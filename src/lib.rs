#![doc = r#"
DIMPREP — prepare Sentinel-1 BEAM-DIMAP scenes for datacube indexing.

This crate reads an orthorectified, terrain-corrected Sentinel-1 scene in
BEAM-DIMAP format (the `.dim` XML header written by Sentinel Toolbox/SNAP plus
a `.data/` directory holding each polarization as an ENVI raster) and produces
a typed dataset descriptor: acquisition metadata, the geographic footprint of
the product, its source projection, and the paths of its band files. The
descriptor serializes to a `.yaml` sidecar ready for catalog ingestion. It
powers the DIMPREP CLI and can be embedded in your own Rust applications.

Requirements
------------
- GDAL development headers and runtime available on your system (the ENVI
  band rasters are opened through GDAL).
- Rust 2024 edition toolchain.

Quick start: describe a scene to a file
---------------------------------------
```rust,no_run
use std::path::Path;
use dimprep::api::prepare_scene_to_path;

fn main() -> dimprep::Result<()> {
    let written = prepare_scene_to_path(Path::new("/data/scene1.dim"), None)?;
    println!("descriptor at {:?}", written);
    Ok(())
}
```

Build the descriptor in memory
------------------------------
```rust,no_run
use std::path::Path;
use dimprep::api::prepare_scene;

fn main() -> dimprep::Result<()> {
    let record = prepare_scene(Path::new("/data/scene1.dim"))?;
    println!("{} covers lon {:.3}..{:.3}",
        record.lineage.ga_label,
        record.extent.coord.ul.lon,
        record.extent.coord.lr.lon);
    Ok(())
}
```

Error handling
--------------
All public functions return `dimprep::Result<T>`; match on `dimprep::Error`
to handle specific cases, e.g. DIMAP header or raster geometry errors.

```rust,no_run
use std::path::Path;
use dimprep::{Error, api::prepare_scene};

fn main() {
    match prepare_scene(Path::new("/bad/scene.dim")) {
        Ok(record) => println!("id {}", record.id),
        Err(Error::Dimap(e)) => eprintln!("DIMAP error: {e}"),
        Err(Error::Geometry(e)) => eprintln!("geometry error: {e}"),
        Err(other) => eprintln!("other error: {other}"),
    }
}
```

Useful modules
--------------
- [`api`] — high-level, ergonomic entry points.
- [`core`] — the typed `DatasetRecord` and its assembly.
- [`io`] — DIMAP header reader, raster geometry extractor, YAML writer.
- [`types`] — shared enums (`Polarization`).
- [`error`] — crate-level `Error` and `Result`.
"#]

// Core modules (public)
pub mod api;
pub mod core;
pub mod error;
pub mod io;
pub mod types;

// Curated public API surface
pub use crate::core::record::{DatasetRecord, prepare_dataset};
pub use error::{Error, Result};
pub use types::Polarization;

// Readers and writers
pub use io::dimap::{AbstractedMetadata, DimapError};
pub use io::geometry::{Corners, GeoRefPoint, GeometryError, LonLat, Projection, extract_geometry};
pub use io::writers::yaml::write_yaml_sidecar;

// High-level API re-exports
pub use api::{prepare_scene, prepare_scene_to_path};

──────────

_What to do_
Give back, unchanged, the run of lines in the listing above that begins at the line containing "a typed dataset" and ends at the line containing "band rasters are opened through GDAL).", both included.

_Task answer_
a typed dataset descriptor: acquisition metadata, the geographic footprint of
the product, its source projection, and the paths of its band files. The
descriptor serializes to a `.yaml` sidecar ready for catalog ingestion. It
powers the DIMPREP CLI and can be embedded in your own Rust applications.

Requirements
------------
- GDAL development headers and runtime available on your system (the ENVI
  band rasters are opened through GDAL).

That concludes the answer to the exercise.